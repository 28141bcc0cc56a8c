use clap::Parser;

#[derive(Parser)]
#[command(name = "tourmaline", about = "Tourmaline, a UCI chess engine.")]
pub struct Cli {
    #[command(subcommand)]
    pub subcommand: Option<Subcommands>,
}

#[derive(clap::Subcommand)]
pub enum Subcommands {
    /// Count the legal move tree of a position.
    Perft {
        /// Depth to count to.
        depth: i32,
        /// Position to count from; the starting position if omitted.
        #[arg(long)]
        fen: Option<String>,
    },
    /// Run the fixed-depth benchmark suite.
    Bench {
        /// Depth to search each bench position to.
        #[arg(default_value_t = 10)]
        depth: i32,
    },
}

------------------------

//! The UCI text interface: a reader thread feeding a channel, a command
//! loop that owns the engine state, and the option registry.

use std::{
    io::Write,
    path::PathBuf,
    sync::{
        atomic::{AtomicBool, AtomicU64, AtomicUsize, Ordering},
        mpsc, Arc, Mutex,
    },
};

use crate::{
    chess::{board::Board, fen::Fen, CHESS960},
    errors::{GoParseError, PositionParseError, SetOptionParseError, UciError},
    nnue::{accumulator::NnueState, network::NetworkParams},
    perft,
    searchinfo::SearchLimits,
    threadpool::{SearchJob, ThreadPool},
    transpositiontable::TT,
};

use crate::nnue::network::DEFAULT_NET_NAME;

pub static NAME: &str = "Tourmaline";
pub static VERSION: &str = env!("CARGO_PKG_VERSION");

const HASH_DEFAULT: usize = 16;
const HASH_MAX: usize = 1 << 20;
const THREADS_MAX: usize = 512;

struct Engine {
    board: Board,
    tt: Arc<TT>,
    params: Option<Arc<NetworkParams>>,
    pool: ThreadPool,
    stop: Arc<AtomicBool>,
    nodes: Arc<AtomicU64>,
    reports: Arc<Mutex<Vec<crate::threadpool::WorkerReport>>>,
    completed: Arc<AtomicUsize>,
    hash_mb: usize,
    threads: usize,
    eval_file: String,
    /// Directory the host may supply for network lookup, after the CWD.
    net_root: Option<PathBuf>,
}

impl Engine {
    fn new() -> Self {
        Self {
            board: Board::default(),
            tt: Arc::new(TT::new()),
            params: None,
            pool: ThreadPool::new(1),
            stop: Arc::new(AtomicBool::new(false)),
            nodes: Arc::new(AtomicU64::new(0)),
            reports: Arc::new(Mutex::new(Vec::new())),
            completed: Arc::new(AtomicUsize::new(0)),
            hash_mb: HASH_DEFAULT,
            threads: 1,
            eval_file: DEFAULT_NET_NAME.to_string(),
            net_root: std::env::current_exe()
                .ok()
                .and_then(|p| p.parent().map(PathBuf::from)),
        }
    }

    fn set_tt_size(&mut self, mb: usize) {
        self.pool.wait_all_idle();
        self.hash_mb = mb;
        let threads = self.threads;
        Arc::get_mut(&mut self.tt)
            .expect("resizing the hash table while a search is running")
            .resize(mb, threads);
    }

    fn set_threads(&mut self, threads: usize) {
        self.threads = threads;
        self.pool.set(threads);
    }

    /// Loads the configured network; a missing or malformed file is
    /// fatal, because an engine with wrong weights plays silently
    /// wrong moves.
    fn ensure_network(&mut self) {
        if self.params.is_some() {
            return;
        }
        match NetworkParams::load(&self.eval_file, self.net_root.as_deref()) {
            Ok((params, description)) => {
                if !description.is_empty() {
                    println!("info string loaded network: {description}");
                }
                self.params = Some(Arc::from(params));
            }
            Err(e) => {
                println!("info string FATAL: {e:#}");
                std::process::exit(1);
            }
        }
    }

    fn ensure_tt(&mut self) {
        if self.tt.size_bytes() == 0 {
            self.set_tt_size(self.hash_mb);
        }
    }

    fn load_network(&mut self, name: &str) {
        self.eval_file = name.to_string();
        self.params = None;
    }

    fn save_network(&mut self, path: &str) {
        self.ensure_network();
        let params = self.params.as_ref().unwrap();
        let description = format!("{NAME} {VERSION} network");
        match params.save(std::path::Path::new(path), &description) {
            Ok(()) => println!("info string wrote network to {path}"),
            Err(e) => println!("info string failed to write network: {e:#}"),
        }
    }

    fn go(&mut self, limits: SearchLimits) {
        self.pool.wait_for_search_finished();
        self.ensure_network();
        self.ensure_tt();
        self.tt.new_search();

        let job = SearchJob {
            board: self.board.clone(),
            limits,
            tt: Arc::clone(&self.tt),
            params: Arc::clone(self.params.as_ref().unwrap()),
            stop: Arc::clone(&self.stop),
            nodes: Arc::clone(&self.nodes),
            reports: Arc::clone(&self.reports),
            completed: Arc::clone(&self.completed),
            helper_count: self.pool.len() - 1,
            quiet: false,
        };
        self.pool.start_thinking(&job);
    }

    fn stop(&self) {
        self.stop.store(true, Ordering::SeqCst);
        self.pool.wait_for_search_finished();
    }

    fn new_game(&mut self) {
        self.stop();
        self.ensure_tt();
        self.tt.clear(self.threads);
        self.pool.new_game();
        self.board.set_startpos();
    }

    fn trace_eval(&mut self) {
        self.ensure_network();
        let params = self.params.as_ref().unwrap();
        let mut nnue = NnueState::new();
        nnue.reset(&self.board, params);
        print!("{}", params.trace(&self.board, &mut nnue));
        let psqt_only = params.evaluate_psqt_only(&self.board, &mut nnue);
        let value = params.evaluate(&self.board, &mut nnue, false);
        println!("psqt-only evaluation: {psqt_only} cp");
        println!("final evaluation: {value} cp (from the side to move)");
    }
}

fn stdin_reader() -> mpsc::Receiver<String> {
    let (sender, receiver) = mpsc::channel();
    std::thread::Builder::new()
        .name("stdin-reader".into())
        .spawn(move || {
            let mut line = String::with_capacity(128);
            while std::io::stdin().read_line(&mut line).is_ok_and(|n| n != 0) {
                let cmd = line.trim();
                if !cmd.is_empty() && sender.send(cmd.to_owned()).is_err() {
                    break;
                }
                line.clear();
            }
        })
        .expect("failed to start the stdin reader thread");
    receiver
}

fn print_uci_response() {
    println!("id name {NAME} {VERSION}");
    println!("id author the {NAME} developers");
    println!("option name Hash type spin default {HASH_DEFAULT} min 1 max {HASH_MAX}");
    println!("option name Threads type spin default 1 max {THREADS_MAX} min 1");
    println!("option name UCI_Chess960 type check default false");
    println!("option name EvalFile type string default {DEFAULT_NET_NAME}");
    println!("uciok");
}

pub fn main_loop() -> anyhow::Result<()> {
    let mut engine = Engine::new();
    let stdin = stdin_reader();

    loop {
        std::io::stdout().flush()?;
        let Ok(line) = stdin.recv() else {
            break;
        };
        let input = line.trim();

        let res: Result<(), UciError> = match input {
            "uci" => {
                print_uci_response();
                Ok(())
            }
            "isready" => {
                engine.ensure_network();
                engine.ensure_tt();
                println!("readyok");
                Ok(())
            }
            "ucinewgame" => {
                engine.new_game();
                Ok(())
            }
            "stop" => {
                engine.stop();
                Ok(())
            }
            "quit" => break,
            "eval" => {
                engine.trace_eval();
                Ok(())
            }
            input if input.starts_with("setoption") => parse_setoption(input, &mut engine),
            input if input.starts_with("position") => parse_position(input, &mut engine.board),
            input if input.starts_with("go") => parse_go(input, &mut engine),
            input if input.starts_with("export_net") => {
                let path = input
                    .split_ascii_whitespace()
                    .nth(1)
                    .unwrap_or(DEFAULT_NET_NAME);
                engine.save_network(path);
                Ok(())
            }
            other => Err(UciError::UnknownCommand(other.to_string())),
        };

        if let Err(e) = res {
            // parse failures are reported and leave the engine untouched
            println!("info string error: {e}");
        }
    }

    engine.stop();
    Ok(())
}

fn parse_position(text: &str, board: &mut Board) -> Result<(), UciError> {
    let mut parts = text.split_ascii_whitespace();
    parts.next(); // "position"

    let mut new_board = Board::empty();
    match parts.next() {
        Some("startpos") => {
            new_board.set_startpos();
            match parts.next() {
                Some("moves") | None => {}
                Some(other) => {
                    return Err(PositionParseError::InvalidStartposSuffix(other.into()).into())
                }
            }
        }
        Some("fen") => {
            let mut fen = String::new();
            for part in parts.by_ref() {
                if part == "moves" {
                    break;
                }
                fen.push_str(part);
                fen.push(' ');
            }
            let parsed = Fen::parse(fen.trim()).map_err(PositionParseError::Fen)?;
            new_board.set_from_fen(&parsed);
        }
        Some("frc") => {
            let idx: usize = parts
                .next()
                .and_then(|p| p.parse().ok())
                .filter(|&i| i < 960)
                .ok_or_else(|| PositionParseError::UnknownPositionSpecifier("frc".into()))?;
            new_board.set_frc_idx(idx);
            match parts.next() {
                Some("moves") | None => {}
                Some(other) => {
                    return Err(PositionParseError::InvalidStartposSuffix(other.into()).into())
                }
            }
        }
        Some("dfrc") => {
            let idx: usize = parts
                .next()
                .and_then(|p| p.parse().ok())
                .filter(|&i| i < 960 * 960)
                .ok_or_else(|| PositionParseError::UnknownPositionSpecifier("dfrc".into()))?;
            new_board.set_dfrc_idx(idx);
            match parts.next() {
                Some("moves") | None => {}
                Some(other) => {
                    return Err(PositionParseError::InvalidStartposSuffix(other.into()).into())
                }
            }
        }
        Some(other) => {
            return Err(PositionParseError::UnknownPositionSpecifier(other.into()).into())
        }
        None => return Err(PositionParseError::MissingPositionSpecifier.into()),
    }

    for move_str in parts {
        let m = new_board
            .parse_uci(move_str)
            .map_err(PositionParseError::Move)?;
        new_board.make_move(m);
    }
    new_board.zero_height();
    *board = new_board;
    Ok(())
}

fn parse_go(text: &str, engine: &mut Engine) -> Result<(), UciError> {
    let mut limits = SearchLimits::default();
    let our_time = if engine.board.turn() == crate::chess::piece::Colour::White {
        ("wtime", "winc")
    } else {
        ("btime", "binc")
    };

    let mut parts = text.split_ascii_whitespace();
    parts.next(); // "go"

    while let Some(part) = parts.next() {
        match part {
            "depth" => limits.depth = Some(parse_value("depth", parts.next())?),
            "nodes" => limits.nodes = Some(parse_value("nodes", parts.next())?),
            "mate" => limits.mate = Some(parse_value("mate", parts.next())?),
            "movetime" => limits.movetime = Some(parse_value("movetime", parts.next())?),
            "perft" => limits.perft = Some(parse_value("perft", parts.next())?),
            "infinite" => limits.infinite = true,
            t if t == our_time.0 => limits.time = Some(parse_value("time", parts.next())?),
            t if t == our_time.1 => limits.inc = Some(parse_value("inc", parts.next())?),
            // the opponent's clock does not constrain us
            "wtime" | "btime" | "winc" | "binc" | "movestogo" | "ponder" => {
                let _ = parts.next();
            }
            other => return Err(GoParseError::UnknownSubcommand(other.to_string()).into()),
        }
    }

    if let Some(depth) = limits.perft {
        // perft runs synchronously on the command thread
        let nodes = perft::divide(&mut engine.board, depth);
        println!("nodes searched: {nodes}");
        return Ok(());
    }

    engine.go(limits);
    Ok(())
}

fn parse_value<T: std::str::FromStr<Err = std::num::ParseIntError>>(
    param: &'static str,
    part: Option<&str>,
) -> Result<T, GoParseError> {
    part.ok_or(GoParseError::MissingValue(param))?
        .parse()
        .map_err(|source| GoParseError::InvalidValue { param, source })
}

------------------------

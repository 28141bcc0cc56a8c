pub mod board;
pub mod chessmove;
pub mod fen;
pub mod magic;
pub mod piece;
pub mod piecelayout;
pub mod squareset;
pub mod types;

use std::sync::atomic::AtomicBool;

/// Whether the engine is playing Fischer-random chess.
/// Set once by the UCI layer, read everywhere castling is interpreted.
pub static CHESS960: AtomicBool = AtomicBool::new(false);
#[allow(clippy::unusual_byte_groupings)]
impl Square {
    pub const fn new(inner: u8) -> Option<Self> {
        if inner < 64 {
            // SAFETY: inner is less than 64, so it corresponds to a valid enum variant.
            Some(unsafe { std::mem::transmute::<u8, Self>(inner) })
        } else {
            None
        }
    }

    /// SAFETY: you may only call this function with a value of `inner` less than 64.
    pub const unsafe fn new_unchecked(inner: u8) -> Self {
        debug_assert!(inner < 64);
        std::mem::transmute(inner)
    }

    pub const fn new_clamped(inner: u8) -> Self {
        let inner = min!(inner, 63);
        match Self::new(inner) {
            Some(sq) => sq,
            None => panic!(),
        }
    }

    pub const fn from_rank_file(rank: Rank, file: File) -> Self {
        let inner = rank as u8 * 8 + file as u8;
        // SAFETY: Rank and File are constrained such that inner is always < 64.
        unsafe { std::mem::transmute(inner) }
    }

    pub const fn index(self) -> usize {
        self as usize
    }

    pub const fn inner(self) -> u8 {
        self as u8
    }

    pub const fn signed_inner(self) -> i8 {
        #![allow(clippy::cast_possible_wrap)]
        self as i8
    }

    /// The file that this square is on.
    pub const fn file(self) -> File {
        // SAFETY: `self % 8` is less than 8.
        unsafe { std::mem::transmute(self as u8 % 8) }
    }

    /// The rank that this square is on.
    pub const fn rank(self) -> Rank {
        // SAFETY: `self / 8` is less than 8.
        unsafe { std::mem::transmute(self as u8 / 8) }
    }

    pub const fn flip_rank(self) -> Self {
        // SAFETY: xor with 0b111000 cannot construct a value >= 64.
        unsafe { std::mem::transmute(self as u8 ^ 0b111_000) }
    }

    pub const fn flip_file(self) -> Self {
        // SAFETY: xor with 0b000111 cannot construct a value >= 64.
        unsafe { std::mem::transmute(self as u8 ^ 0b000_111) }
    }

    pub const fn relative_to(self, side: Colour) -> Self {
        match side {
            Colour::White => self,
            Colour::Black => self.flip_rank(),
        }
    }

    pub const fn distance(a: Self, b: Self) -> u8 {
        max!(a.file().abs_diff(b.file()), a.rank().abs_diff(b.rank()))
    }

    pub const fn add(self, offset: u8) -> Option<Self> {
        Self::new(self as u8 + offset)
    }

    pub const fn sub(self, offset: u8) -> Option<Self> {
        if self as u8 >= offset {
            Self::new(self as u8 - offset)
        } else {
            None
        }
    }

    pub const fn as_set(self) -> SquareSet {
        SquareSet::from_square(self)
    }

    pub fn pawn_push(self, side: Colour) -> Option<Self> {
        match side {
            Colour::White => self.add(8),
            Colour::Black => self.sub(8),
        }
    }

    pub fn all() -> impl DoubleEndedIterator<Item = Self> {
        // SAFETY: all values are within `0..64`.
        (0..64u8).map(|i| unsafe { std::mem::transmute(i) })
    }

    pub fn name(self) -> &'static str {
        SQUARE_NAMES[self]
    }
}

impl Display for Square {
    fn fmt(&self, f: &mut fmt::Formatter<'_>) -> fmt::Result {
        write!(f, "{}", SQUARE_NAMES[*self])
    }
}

------------------------

[ACTIVITY] Will you return exactly the lines above from the one with "a UCI chess" down to the one with "position if omitted.", counting both as part of the range?

[OUTPUT OF THE EXERCISE]
#[command(name = "tourmaline", about = "Tourmaline, a UCI chess engine.")]
pub struct Cli {
    #[command(subcommand)]
    pub subcommand: Option<Subcommands>,
}

#[derive(clap::Subcommand)]
pub enum Subcommands {
    /// Count the legal move tree of a position.
    Perft {
        /// Depth to count to.
        depth: i32,
        /// Position to count from; the starting position if omitted.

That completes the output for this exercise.